▸ **Your objective**:
Your answer should be the exact lines of the data below from the one containing "Best-effort audit recording." through the one containing "use seclock_core::types::DbId;"; please include nothing else.
##### Data #####
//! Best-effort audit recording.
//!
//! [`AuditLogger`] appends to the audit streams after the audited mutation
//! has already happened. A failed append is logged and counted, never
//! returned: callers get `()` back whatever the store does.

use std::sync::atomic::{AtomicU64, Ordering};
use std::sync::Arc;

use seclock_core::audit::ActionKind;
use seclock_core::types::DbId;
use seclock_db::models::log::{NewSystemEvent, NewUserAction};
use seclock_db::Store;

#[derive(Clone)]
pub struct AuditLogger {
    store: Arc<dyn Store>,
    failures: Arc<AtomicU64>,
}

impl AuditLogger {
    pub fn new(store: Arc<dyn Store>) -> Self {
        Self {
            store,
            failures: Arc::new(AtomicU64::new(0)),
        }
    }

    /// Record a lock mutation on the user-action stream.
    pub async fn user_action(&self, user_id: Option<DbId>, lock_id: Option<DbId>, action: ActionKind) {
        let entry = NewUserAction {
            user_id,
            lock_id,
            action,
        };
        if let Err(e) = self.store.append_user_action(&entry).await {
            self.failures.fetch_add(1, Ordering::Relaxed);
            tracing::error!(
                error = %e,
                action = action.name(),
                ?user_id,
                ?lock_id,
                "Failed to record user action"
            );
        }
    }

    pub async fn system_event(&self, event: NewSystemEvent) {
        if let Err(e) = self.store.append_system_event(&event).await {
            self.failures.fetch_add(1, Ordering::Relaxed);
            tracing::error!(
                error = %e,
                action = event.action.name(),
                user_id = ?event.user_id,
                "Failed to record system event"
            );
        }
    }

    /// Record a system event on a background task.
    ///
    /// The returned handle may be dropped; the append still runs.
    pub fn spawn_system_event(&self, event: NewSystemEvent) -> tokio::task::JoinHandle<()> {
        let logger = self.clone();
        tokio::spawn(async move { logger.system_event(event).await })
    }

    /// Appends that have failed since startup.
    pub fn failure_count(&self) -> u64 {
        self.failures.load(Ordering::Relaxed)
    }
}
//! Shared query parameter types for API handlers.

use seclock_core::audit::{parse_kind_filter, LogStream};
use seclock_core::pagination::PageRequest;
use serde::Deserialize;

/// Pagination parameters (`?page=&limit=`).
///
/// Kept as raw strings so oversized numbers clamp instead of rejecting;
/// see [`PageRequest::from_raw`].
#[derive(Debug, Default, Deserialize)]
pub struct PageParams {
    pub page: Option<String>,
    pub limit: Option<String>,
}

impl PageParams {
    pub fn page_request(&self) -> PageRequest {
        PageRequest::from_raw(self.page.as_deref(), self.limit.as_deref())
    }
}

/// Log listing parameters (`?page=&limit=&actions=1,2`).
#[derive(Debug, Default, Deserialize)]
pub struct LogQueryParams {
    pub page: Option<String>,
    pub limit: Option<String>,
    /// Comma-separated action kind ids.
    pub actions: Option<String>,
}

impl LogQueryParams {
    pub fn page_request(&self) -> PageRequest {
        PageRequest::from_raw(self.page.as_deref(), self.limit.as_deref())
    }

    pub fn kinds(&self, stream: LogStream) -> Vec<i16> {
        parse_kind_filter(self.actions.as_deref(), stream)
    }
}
#####
##### Data #####
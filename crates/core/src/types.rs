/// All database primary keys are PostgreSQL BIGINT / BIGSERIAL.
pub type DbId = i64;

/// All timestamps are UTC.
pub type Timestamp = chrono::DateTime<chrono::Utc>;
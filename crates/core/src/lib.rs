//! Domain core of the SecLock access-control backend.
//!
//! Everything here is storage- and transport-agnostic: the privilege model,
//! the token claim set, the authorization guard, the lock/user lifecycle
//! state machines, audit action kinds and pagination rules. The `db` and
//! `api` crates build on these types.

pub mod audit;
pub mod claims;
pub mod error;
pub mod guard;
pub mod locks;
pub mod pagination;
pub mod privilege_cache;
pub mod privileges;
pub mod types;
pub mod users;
#####
▸ **Output for this exercise**:
//! Best-effort audit recording.
//!
//! [`AuditLogger`] appends to the audit streams after the audited mutation
//! has already happened. A failed append is logged and counted, never
//! returned: callers get `()` back whatever the store does.

use std::sync::atomic::{AtomicU64, Ordering};
use std::sync::Arc;

use seclock_core::audit::ActionKind;
use seclock_core::types::DbId;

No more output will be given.